Clinical featuresThis section has been translated automatically.
Major symptoms:
- Neuromuscular system: congenital muscular hypotension, muscular atrophy, improvement with age
- Skeletal system: Proximal joint contractures of elbow, knee, hip, hypermobility of distal joints
Minor symptoms:
- Skin: Hyperelasticity, soft pasty skin, atrophic scars
- Neuromuscular system: delayed motor development Myopathy
DiagnosisThis section has been translated automatically.
Detection of the genetic defects;
Major symptom: Congenital muscular hypotension, which improves with age +
another major symptom
or
+ three further minor symptoms
LiteratureThis section has been translated automatically.
- Brady A et al (2017): Ehlers-Danlos syndrome, rare types. In: Ehlers-Danlos Society. American Journal of Medical Genetics 175C:70-115
- Brinckmann J (2018) Hereditary connective tissue diseases. In. Plewig et al. (Ed.) Braun-Falco`s Dermatology, Venerology and Allergology, Springer Reference Medizin S 883-890
- Bowen et al (2017): Ehlers-Danlos syndrome, classical type. American Journal of Medical Genetics 175C:17-39
- Byers PH et al (2019): Diagnosis, natural history and management in vascular Ehlers-Danlos syndrome. American Journal of Medical Genetics 175C:40-47
- Caraffi SG et al (2019) Severe Peripheral Joint Laxity is a Distinctive Clinical Feature of Spondylodysplastic-Ehlers-Danlos Syndrome (EDS)-B4GALT7 and Spondylodysplastic-EDS-B3GALT6. Genes (Basel) 10. pii: E799. https://www.ncbi.nlm.nih.gov/pubmed/31614862
- Chopra P et al (2017): Pain management in the Ehlers-Danlos syndromes. American J Howard R et al (2020) Ruptured ulnar artery aneurysm in vascular Ehlers-Danlos syndrome. J Vasc Surg Cases Innov Tech 6:71-74.
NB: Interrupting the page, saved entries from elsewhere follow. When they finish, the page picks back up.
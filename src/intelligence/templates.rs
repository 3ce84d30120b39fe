//! # Stage: Prompt Template Registry
//!
//! ## Responsibility
//! Hold the per-mode system templates used to frame provider prompts, as a
//! versioned, append-only history. The evolution engine publishes a new
//! immutable version whenever it mutates the templates; readers always see
//! one consistent version.
//!
//! ## Guarantees
//! - Append-only: published versions are never modified or removed
//! - Atomic: publishing swaps the active pointer under a single write lock
//! - Total: prompt building never fails; a poisoned lock degrades to the last
//!   consistent state
//!
//! ## NOT Responsible For
//! - Deciding when or how to mutate (that belongs to `evolution`)
//! - Persisting versions across restarts

use crate::intelligence::similarity::{cosine_similarity, vectorize};
use crate::patterns::Pattern;
use crate::routing::{Domain, Mode};
use serde::{Deserialize, Serialize};
use std::path::Path;
use std::sync::{Arc, PoisonError, RwLock};
use thiserror::Error;
use tracing::{debug, info};

const DEFAULT_REFLEX: &str =
    "Answer precisely with no reasoning unless ambiguity exists. Be direct and concise.";
const DEFAULT_ANALYTIC: &str = "Reason step-by-step. Label each step as [Step 1], [Step 2], etc. Show your logical progression.";
const DEFAULT_REFLECTIVE: &str = "Analyze implications, ethics, and causal outcomes. Use logic trees. Consider multiple perspectives before concluding.";

/// Errors from the template registry.
#[derive(Debug, Error)]
pub enum TemplateError {
    /// The registry lock was poisoned by a panicking writer.
    #[error("template registry lock poisoned")]
    LockPoisoned,
    /// No published version has this number.
    #[error("unknown template version {0}")]
    UnknownVersion(u64),
    /// Seed file could not be read.
    #[error("failed to read prompt seeds from {path}: {source}")]
    SeedIo {
        /// Path of the seed file.
        path: String,
        /// Underlying I/O error.
        #[source]
        source: std::io::Error,
    },
    /// Seed file is not valid JSON.
    #[error("failed to parse prompt seeds: {0}")]
    SeedParse(#[from] serde_json::Error),
}

/// Domain-specific guidance appended after the mode template.
pub fn domain_enhancement(domain: Domain) -> &'static str {
    match domain {
        Domain::Math => "Use symbolic notation. Show algebraic steps. Verify results.",
        Domain::Logic => "Identify premises. Apply inference rules. Check validity.",
        Domain::Causal => {
            "Map cause-effect chains. Check temporal ordering. Consider counterfactuals."
        }
        Domain::Philosophy => "Define terms. Consider multiple frameworks. Address paradoxes.",
        Domain::Ethics => {
            "Apply utilitarian, deontological, and virtue ethics frameworks. Balance competing values."
        }
        Domain::General => "",
    }
}

// ── Templates ────────────────────────────────────────────────────────────

/// One system template per reasoning mode.
#[derive(Debug, Clone, PartialEq, Eq, Serialize, Deserialize)]
pub struct ModeTemplates {
    /// Depth-1 template.
    pub reflex: String,
    /// Depth-2 template.
    pub analytic: String,
    /// Depth-3 template.
    pub reflective: String,
}

impl Default for ModeTemplates {
    fn default() -> Self {
        Self {
            reflex: DEFAULT_REFLEX.to_string(),
            analytic: DEFAULT_ANALYTIC.to_string(),
            reflective: DEFAULT_REFLECTIVE.to_string(),
        }
    }
}

impl ModeTemplates {
    /// Template text for a mode.
    pub fn for_mode(&self, mode: Mode) -> &str {
        match mode {
            Mode::Reflex => &self.reflex,
            Mode::Analytic => &self.analytic,
            Mode::Reflective => &self.reflective,
        }
    }

    /// Copy with `clause` appended to the mode's template, unless the
    /// template already contains it.
    pub fn with_clause(&self, mode: Mode, clause: &str) -> Self {
        let mut next = self.clone();
        let slot = match mode {
            Mode::Reflex => &mut next.reflex,
            Mode::Analytic => &mut next.analytic,
            Mode::Reflective => &mut next.reflective,
        };
        if !slot.contains(clause) {
            slot.push(' ');
            slot.push_str(clause);
        }
        next
    }
}

/// An immutable published set of templates.
#[derive(Debug, Clone, PartialEq, Serialize)]
pub struct TemplateVersion {
    /// Monotonic version number; the built-in defaults are version 0.
    pub version: u64,
    /// Templates of this version.
    pub templates: ModeTemplates,
    /// Why this version was published.
    pub reason: String,
}

// ── Prompt seeds ─────────────────────────────────────────────────────────

static MATH_HINT: Pattern = Pattern::new(r"math|graph|number|proof|series|limit|geometry");
static LOGIC_HINT: Pattern = Pattern::new(r"logic|syllogism|paradox|quantifier|contradiction");
static ETHICS_HINT: Pattern = Pattern::new(r"ethic|moral|trolley|fair");
static CAUSAL_HINT: Pattern = Pattern::new(r"cause|causal|counterfactual|dag");
static PHILOSOPHY_HINT: Pattern = Pattern::new(r"identity|philos|ontology|metaphys|conscious");
static NOW_ANSWER: Pattern = Pattern::new(r"(?i)now answer:");

/// A reusable system-prompt preamble selected per query.
#[derive(Debug, Clone, PartialEq)]
pub struct PromptSeed {
    /// Seed identifier.
    pub id: String,
    /// Human-readable title.
    pub title: String,
    /// System text prepended to the mode template.
    pub system: String,
    tokens: Vec<String>,
    vector: Vec<f64>,
    /// Domains this seed is suited for.
    pub domain_hints: Vec<Domain>,
}

#[derive(Debug, Deserialize)]
struct RawSeed {
    id: Option<String>,
    title: Option<String>,
    system: Option<String>,
}

fn alnum_tokens(text: &str) -> Vec<String> {
    text.split(|c: char| !c.is_ascii_alphanumeric())
        .filter(|t| !t.is_empty())
        .map(str::to_string)
        .collect()
}

impl PromptSeed {
    fn from_raw(raw: RawSeed) -> Option<Self> {
        let raw_system = raw.system?.trim().to_string();
        // Seeds may embed a trailing "Now answer:" slot; keep only the preamble.
        let system = match NOW_ANSWER.regex().and_then(|re| re.find(&raw_system)) {
            Some(m) => raw_system[..m.start()].trim().to_string(),
            None => raw_system,
        };
        let title = raw
            .title
            .or_else(|| raw.id.clone())
            .unwrap_or_else(|| "seed".to_string());
        let combined = format!("{title} {system}").to_lowercase();

        let mut domain_hints = Vec::new();
        for (pattern, domain) in [
            (&MATH_HINT, Domain::Math),
            (&LOGIC_HINT, Domain::Logic),
            (&ETHICS_HINT, Domain::Ethics),
            (&CAUSAL_HINT, Domain::Causal),
            (&PHILOSOPHY_HINT, Domain::Philosophy),
        ] {
            if pattern.is_match(&combined) {
                domain_hints.push(domain);
            }
        }
        if domain_hints.is_empty() {
            domain_hints.push(Domain::General);
        }

        Some(Self {
            id: raw.id.unwrap_or_else(|| "seed".to_string()),
            title,
            vector: vectorize(&system),
            tokens: alnum_tokens(&combined),
            system,
            domain_hints,
        })
    }

    /// Relevance of this seed to a query: token overlap, fingerprint
    /// similarity and a domain boost.
    pub fn score(&self, query: &str, domain: Domain) -> f64 {
        let query_tokens = alnum_tokens(&query.to_lowercase());
        let overlap = self
            .tokens
            .iter()
            .filter(|t| query_tokens.contains(t))
            .count() as f64;
        let sim = cosine_similarity(&vectorize(query), &self.vector);
        let boost = if self.domain_hints.contains(&domain) {
            0.3
        } else {
            0.0
        };
        overlap * 0.05 + sim + boost
    }
}

/// Parse prompt seeds from a JSON array of `{id, title, system}` records.
///
/// Records without a string `system` field are skipped; a JSON value that is
/// not an array yields no seeds.
///
/// # Errors
///
/// [`TemplateError::SeedParse`] when the text is not JSON.
pub fn parse_seeds(json: &str) -> Result<Vec<PromptSeed>, TemplateError> {
    let value: serde_json::Value = serde_json::from_str(json)?;
    let serde_json::Value::Array(records) = value else {
        return Ok(Vec::new());
    };
    Ok(records
        .into_iter()
        .filter_map(|record| serde_json::from_value::<RawSeed>(record).ok())
        .filter_map(PromptSeed::from_raw)
        .collect())
}

/// Load prompt seeds from a JSON file.
///
/// # Errors
///
/// [`TemplateError::SeedIo`] or [`TemplateError::SeedParse`].
pub fn load_seeds(path: &Path) -> Result<Vec<PromptSeed>, TemplateError> {
    let content = std::fs::read_to_string(path).map_err(|e| TemplateError::SeedIo {
        path: path.display().to_string(),
        source: e,
    })?;
    parse_seeds(&content)
}

// ── Registry ─────────────────────────────────────────────────────────────

struct RegistryInner {
    versions: Vec<Arc<TemplateVersion>>,
    active: usize,
}

/// Versioned, append-only store of mode templates.
pub struct TemplateRegistry {
    inner: RwLock<RegistryInner>,
    seeds: Vec<PromptSeed>,
}

impl Default for TemplateRegistry {
    fn default() -> Self {
        Self::new()
    }
}

impl TemplateRegistry {
    /// Registry holding only the built-in defaults as version 0.
    pub fn new() -> Self {
        Self::with_seeds(Vec::new())
    }

    /// Registry with prompt seeds available for preamble selection.
    pub fn with_seeds(seeds: Vec<PromptSeed>) -> Self {
        let initial = Arc::new(TemplateVersion {
            version: 0,
            templates: ModeTemplates::default(),
            reason: "built-in defaults".to_string(),
        });
        Self {
            inner: RwLock::new(RegistryInner {
                versions: vec![initial],
                active: 0,
            }),
            seeds,
        }
    }

    /// The currently active version.
    pub fn active(&self) -> Arc<TemplateVersion> {
        let inner = self.inner.read().unwrap_or_else(PoisonError::into_inner);
        Arc::clone(&inner.versions[inner.active])
    }

    /// Every published version, oldest first.
    pub fn versions(&self) -> Vec<Arc<TemplateVersion>> {
        let inner = self.inner.read().unwrap_or_else(PoisonError::into_inner);
        inner.versions.clone()
    }

    /// Publish a new immutable version and make it active.
    ///
    /// # Errors
    ///
    /// [`TemplateError::LockPoisoned`] if a writer panicked while holding the lock.
    pub fn publish(
        &self,
        templates: ModeTemplates,
        reason: impl Into<String>,
    ) -> Result<u64, TemplateError> {
        let mut inner = self
            .inner
            .write()
            .map_err(|_| TemplateError::LockPoisoned)?;
        let version = inner.versions.len() as u64;
        inner.versions.push(Arc::new(TemplateVersion {
            version,
            templates,
            reason: reason.into(),
        }));
        inner.active = inner.versions.len() - 1;
        info!(version = version, "template version published");
        Ok(version)
    }

    /// Point the registry back at an earlier (or later) published version.
    ///
    /// # Errors
    ///
    /// [`TemplateError::UnknownVersion`] or [`TemplateError::LockPoisoned`].
    pub fn activate(&self, version: u64) -> Result<(), TemplateError> {
        let mut inner = self
            .inner
            .write()
            .map_err(|_| TemplateError::LockPoisoned)?;
        let idx = usize::try_from(version)
            .ok()
            .filter(|idx| *idx < inner.versions.len())
            .ok_or(TemplateError::UnknownVersion(version))?;
        inner.active = idx;
        Ok(())
    }

    /// Best-scoring seed for a query, if any seeds are loaded.
    pub fn choose_seed(&self, query: &str, domain: Domain) -> Option<&PromptSeed> {
        self.seeds
            .iter()
            .map(|seed| (seed, seed.score(query, domain)))
            .fold(None, |best: Option<(&PromptSeed, f64)>, (seed, score)| match best {
                Some((_, best_score)) if best_score >= score => best,
                _ => Some((seed, score)),
            })
            .map(|(seed, _)| seed)
    }

    /// System preamble for a query: optional seed, mode template, and the
    /// `Domain:` / `Mode:` marker lines with the domain guidance.
    pub fn preamble(&self, query: &str, mode: Mode, domain: Domain) -> String {
        let active = self.active();
        let seed_text = self
            .choose_seed(query, domain)
            .map(|seed| {
                debug!(seed = %seed.id, "prompt seed selected");
                format!("{}\n", seed.system)
            })
            .unwrap_or_default();
        format!(
            "{seed_text}{}\n\nDomain: {domain}\nMode: {mode}\n{}",
            active.templates.for_mode(mode),
            domain_enhancement(domain)
        )
    }

    /// Full prompt: preamble, optional context, then the query.
    pub fn build_prompt(
        &self,
        query: &str,
        mode: Mode,
        domain: Domain,
        context: Option<&str>,
    ) -> String {
        let context = context
            .filter(|c| !c.is_empty())
            .map(|c| format!("Context: {c}\n\n"))
            .unwrap_or_default();
        format!(
            "{}\n\n{context}Query: {query}",
            self.preamble(query, mode, domain)
        )
    }
}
- Giunta C et al (2008) Spondylocheiro dysplastic form of the Ehlers-Danlos syndrome--an autosomal recessive entity caused by mutations in the zinc transporter gene SLC39A13. Am. J. Hum. Genet. 82: 1290-1305.
- Howard R et al (2020) Ruptured ulnar artery aneurysm in vascular Ehlers-Danlos syndrome. J Vasc Surg Cases Innov Tech 6:71-74.
- Kosho T et al (2019) Recent Advances in the Pathophysiology of Musculocontractural Ehlers-Danlos Syndrome. Genes (Basel) 11 doi: 10.3390/genes11010043.
- Sandal S et al (2018) Novel mutation in the CHST14 gene causing musculocontractural type of Ehlers-Danlos syndrome. BMJ Case Rep doi: 10.1136/bcr-2018-226165.
- Uehara M et al (2018) Spinal manifestations in 12 patients with musculocontractural Ehlers-Danlos syndrome caused by CHST14/D4ST1 deficiency (mcEDS-CHST14). At J Med Genet 176:2331-2341.